Die Ablauforganisation legt hingegen fest, wie die
operativen Prozesse durch die aufbauorganisatorisch
determinierten Strukturen laufen. Sie beinhaltet die
Gestaltung der Arbeitsprozesse innerhalb einer gegebenen
Stellenaufgabe, die im Zuge der aufbauorganisatorischen
Gestaltungsmaßnahmen entstanden sind. Während
die Aufbauorganisation also etwas mit der Bildung
von organisatorischen Potenzialen zu tun hat, steht
im Rahmen der Ablauforganisation der Prozess ihrer
Nutzung im Vordergrund (vgl. Gaitanides 1992, Sp.

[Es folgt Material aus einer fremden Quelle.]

#[cfg(test)]
mod tests {
    use super::*;
    use crate::board::gate::GroomerPrompt;
    use crate::board::store::{PatchRejection, ReplaceOutcome};
    use crate::checkin::{Priority, normalize_checkin};
    use serde_json::json;
    use crate::test_support::{Call, FixedPrompt, MockService, service};

    fn ana() -> Groomer {
        Groomer::new(9, "Ana")
    }

    struct Harness {
        service: Arc<MockService>,
        store: Arc<StateStore>,
        notices: Arc<Notices>,
        engine: TransitionEngine,
    }

    fn harness(records: Vec<CheckInRecord>, prompt: Arc<dyn GroomerPrompt>) -> Harness {
        harness_with(service(records, vec![ana(), Groomer::new(10, "Bia")]), prompt)
    }

    fn harness_with(service: Arc<MockService>, prompt: Arc<dyn GroomerPrompt>) -> Harness {
        let store = Arc::new(StateStore::new());
        assert!(matches!(
            store.replace_all(service.snapshot()),
            ReplaceOutcome::Replaced { .. }
        ));
        let notices = Arc::new(Notices::new());
        let gate = GroomerAssignmentGate::new(service.clone(), prompt);
        let engine = TransitionEngine::new(service.clone(), store.clone(), notices.clone(), gate);
        Harness {
            service,
            store,
            notices,
            engine,
        }
    }

    fn started(id: CheckInId) -> CheckInRecord {
        CheckInRecord::new(id, "Luna")
            .with_status(Status::Started)
            .with_groomer(ana())
    }

    #[tokio::test]
    async fn drag_to_started_with_gate_selection() {
        let prompt = Arc::new(FixedPrompt::select(ana()));
        let h = harness(
            vec![CheckInRecord::new(1, "Thor").with_priority(Priority::High)],
            prompt.clone(),
        );

        let outcome = h
            .engine
            .request_transition(TransitionRequest::new(1, Status::Started))
            .await
            .unwrap();

        assert!(outcome.is_applied());
        assert!(h.service.calls().contains(&Call::Start(1, 9)));
        let record = h.store.get(1).unwrap();
        assert_eq!(record.status, Status::Started);
        assert_eq!(record.groomer.as_ref().map(|g| g.name.as_str()), Some("Ana"));
        assert_eq!(prompt.requests().len(), 1);
    }

    #[tokio::test]
    async fn supplied_groomer_skips_the_gate() {
        let prompt = Arc::new(FixedPrompt::cancel());
        let h = harness(vec![CheckInRecord::new(1, "Thor")], prompt.clone());

        let outcome = h
            .engine
            .request_transition(TransitionRequest::new(1, Status::Started).with_groomer(ana()))
            .await
            .unwrap();

        assert!(outcome.is_applied());
        assert!(prompt.requests().is_empty());
        assert_eq!(h.service.count(|c| matches!(c, Call::ListGroomers)), 0);
    }

    #[tokio::test]
    async fn cancelled_gate_changes_nothing() {
        let h = harness(vec![CheckInRecord::new(1, "Thor")], Arc::new(FixedPrompt::cancel()));
        let before = h.store.revision();

        let outcome = h
            .engine
            .request_transition(TransitionRequest::new(1, Status::Started))
            .await
            .unwrap();

        assert_eq!(outcome, TransitionOutcome::Cancelled);
        assert_eq!(h.store.revision(), before);
        assert_eq!(h.store.get(1).unwrap().status, Status::Waiting);
        assert_eq!(h.service.count(|c| matches!(c, Call::Start(..))), 0);
    }

    #[tokio::test]
    async fn started_back_to_waiting_is_ignored() {
        let h = harness(vec![started(2)], Arc::new(FixedPrompt::cancel()));

        let outcome = h
            .engine
            .request_transition(TransitionRequest::new(2, Status::Waiting))
            .await
            .unwrap();

        assert_eq!(
            outcome,
            TransitionOutcome::Ignored(IgnoreReason::InvalidEdge {
                from: Status::Started,
                to: Status::Waiting
            })
        );
        assert_eq!(h.store.get(2).unwrap().status, Status::Started);
        assert!(h.service.calls().is_empty());
        assert!(h.notices.alerts().is_empty());
    }

    #[tokio::test]
    async fn waiting_straight_to_finished_is_ignored() {
        let h = harness(vec![CheckInRecord::new(1, "Thor")], Arc::new(FixedPrompt::select(ana())));

        let outcome = h
            .engine
            .request_transition(TransitionRequest::new(1, Status::Finished))
            .await
            .unwrap();

        assert!(matches!(
            outcome,
            TransitionOutcome::Ignored(IgnoreReason::InvalidEdge { .. })
        ));
        assert_eq!(h.store.get(1).unwrap().status, Status::Waiting);
        assert!(h.service.calls().is_empty());
    }

    #[tokio::test]
    async fn finished_never_moves_again() {
        let finished = CheckInRecord {
            finished_at: Some(Utc::now()),
            ..started(3).with_status(Status::Finished)
        };
        let h = harness(vec![finished], Arc::new(FixedPrompt::select(ana())));

        for target in Status::ALL {
            let outcome = h
                .engine
                .request_transition(TransitionRequest::new(3, target))
                .await
                .unwrap();
            assert!(matches!(outcome, TransitionOutcome::Ignored(_)));
        }
        assert_eq!(h.store.get(3).unwrap().status, Status::Finished);
    }

    #[tokio::test]
    async fn unknown_id_is_ignored() {
        let h = harness(vec![CheckInRecord::new(1, "Thor")], Arc::new(FixedPrompt::cancel()));
        let outcome = h
            .engine
            .request_transition(TransitionRequest::new(99, Status::Started))
            .await
            .unwrap();
        assert_eq!(outcome, TransitionOutcome::Ignored(IgnoreReason::UnknownCheckIn));
    }

    #[tokio::test]
    async fn network_failure_on_start_leaves_record_untouched() {
        let h = harness(vec![CheckInRecord::new(1, "Thor")], Arc::new(FixedPrompt::select(ana())));
        h.service.set_fail_start(true);
        let before = h.store.get(1).unwrap();

        let err = h
            .engine
            .request_transition(TransitionRequest::new(1, Status::Started))
            .await
            .unwrap_err();

        assert!(matches!(err, BoardError::Api(ref e) if e.is_transport()));
        let after = h.store.get(1).unwrap();
        assert_eq!(after, before);
        assert_eq!(after.status, Status::Waiting);
        assert!(after.groomer.is_none());
        assert!(after.finished_at.is_none());
        assert_eq!(h.notices.alerts().len(), 1);
    }

    #[tokio::test]
    async fn finish_sets_finished_at() {
        let h = harness(vec![started(2)], Arc::new(FixedPrompt::cancel()));

        let outcome = h
            .engine
            .request_transition(TransitionRequest::new(2, Status::Finished))
            .await
            .unwrap();

        let TransitionOutcome::Applied(record) = outcome else {
            panic!("expected finish to apply");
        };
        assert_eq!(record.status, Status::Finished);
        assert!(record.finished_at.is_some());
        assert_eq!(record.groomer, Some(ana()));
        assert!(h.service.calls().contains(&Call::Finish(2)));
    }

    #[tokio::test]
    async fn finish_card_whose_groomer_is_known_by_name_only() {
        let polled = normalize_checkin(&json!({
            "idCheckin": 2,
            "status": "INICIADO",
            "groomerNome": "Ana"
        }))
        .unwrap();
        let h = harness(vec![polled], Arc::new(FixedPrompt::cancel()));

        let outcome = h
            .engine
            .request_transition(TransitionRequest::new(2, Status::Finished))
            .await
            .unwrap();

        assert!(outcome.is_applied());
        let record = h.store.get(2).unwrap();
        assert_eq!(record.status, Status::Finished);
        assert_eq!(record.groomer, Some(Groomer::named("Ana")));
        assert!(record.finished_at.is_some());
        assert!(h.notices.alerts().is_empty());
    }

    #[tokio::test]
    async fn refused_finish_confirmation_is_an_error() {
        // a STARTED record the service listed without any groomer
        let orphan = CheckInRecord::new(2, "Luna").with_status(Status::Started);
        let h = harness(vec![orphan], Arc::new(FixedPrompt::cancel()));

        let err = h
            .engine
            .request_transition(TransitionRequest::new(2, Status::Finished))
            .await
            .unwrap_err();

        assert!(matches!(
            err,
            BoardError::ConfirmationRejected {
                id: 2,
                reason: PatchRejection::FinishedWithoutGroomer
            }
        ));
        assert!(h.service.calls().contains(&Call::Finish(2)));
        assert_eq!(h.store.get(2).unwrap().status, Status::Started);
        assert_eq!(h.notices.alerts().len(), 1);
    }

    #[tokio::test]
    async fn start_confirmed_as_waiting_is_an_error() {
        let h = harness(vec![CheckInRecord::new(1, "Thor")], Arc::new(FixedPrompt::cancel()));
        h.service.confirm_start_as(Status::Waiting);

        let err = h
            .engine
            .request_transition(TransitionRequest::new(1, Status::Started).with_groomer(ana()))
            .await
            .unwrap_err();

        assert!(matches!(
            err,
            BoardError::ConfirmationRejected {
                reason: PatchRejection::GroomerWhileWaiting,
                ..
            }
        ));
        assert_eq!(h.store.get(1).unwrap().groomer, None);
        assert_eq!(h.notices.alerts().len(), 1);
    }

    #[tokio::test]
    async fn name_only_groomer_cannot_start() {
        let h = harness(vec![CheckInRecord::new(1, "Thor")], Arc::new(FixedPrompt::cancel()));

        let err = h
            .engine
            .request_transition(
                TransitionRequest::new(1, Status::Started).with_groomer(Groomer::named("Ana")),
            )
            .await
            .unwrap_err();

        assert!(matches!(err, BoardError::UnknownGroomer(ref g) if g == "Ana"));
        assert_eq!(h.service.count(|c| matches!(c, Call::Start(..))), 0);
    }

    #[tokio::test]
    async fn failed_finish_raises_alert_and_keeps_started() {
        let h = harness(vec![started(2)], Arc::new(FixedPrompt::cancel()));
        h.service.set_fail_finish(true);

        let result = h
            .engine
            .request_transition(TransitionRequest::new(2, Status::Finished))
            .await;

        assert!(result.is_err());
        let record = h.store.get(2).unwrap();
        assert_eq!(record.status, Status::Started);
        assert!(record.finished_at.is_none());
        assert_eq!(h.notices.alerts().len(), 1);
    }

    #[tokio::test]
    async fn service_rejection_is_surfaced() {
        let h = harness(vec![CheckInRecord::new(1, "Thor")], Arc::new(FixedPrompt::cancel()));

        let err = h
            .engine
            .request_transition(
                TransitionRequest::new(1, Status::Started).with_groomer(Groomer::new(55, "Nobody")),
            )
            .await
            .unwrap_err();

        assert!(matches!(err, BoardError::Api(_)));
        assert_eq!(h.notices.alerts()[0].message, "Groomer não encontrado");
        assert_eq!(h.store.get(1).unwrap().status, Status::Waiting);
    }

    #[tokio::test]
    async fn confirmation_without_groomer_keeps_chosen_one() {
        let service = Arc::new(
            MockService::new()
                .with_records(vec![CheckInRecord::new(1, "Thor")])
                .with_roster(vec![ana()])
                .omitting_groomer_on_start(),
        );
        let h = harness_with(service, Arc::new(FixedPrompt::select(ana())));

        h.engine
            .request_transition(TransitionRequest::new(1, Status::Started))
            .await
            .unwrap();

        let record = h.store.get(1).unwrap();
        assert_eq!(record.status, Status::Started);
        assert_eq!(record.groomer, Some(ana()));
    }

    #[tokio::test]
    async fn record_moved_while_gate_open_is_stale() {
        let store_slot: Arc<std::sync::OnceLock<Arc<StateStore>>> = Arc::default();
        let slot = store_slot.clone();
        let prompt = FixedPrompt::select(ana()).with_hook(move || {
            if let Some(store) = slot.get() {
                // another client started it meanwhile
                store.replace_all(vec![started(1)]);
            }
        });
        let h = harness(vec![CheckInRecord::new(1, "Thor")], Arc::new(prompt));
        let _ = store_slot.set(h.store.clone());

        let outcome = h
            .engine
            .request_transition(TransitionRequest::new(1, Status::Started))
            .await
            .unwrap();

        assert_eq!(
            outcome,
            TransitionOutcome::Ignored(IgnoreReason::Stale {
                now: Status::Started
            })
        );
        assert_eq!(h.service.count(|c| matches!(c, Call::Start(..))), 0);
    }

    #[tokio::test]
    async fn assign_groomer_goes_through_gate() {
        let prompt = Arc::new(FixedPrompt::select(Groomer::new(10, "Bia")));
        let h = harness(vec![CheckInRecord::new(1, "Thor")], prompt.clone());

        let outcome = h.engine.assign_groomer(1).await.unwrap();

        assert!(outcome.is_applied());
        assert_eq!(prompt.requests().len(), 1);
        assert_eq!(h.store.get(1).unwrap().groomer, Some(Groomer::new(10, "Bia")));
    }

    #[tokio::test]
    async fn stale_reconciliation_then_confirmation_converges() {
        let h = harness(vec![CheckInRecord::new(1, "Thor")], Arc::new(FixedPrompt::cancel()));

        h.engine
            .request_transition(TransitionRequest::new(1, Status::Started).with_groomer(ana()))
            .await
            .unwrap();

        // a poll issued before the start landed arrives late with the old state
        h.store.replace_all(vec![CheckInRecord::new(1, "Thor")]);
        assert_eq!(h.store.get(1).unwrap().status, Status::Waiting);

        // the next poll carries server truth again
        h.store.replace_all(h.service.snapshot());
        assert_eq!(h.store.get(1).unwrap().status, Status::Started);
    }
}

1). Analog spricht Kosiol von der Aufbauorganisation
als "Bestandsphänomen" und von der
Ablauforganisation als "Prozessphänomen"
(Kosiol 1962, S. 186).
Der einer Stelle damit zugewiesene Arbeitsgang ist
in einer Wertschöpfungskette mit Arbeitsgängen
vor- und nachgelagerten Stellen verknüpft. "Prozessoptimierung"
kann aus dieser Sicht verstanden werden als vertikale,
gegebenenfalls auch horizontale Abstimmung von Arbeitsgängen
in mengenmäßiger und zeitlicher Hinsicht
innerhalb einer gegebenen aufbaustrukturellen Logik.
Obwohl schon Kosiol betonte, dass es sich bei der
gedanklichen Abstraktion von Aufbau und Ablauf zwar
um einen methodisch wichtigen Vorgang handelt, der
im Wesentlichen aber doch den gleichen Tatbestand
des Wirtschaftsgeschehens in der Unternehmung umschreibt,
so wurde jedoch faktisch die Ablauforganisation von
der Aufbauorganisation dominiert. Die Ablauforganisation
degenerierte quasi zum Lückenbüßer:
Während die Aufbauorganisation die Prämissen
setzte, wurden die Abläufe zu einer nachgeordneten,
möglichst algorithmisierbaren Angelegenheit (vgl.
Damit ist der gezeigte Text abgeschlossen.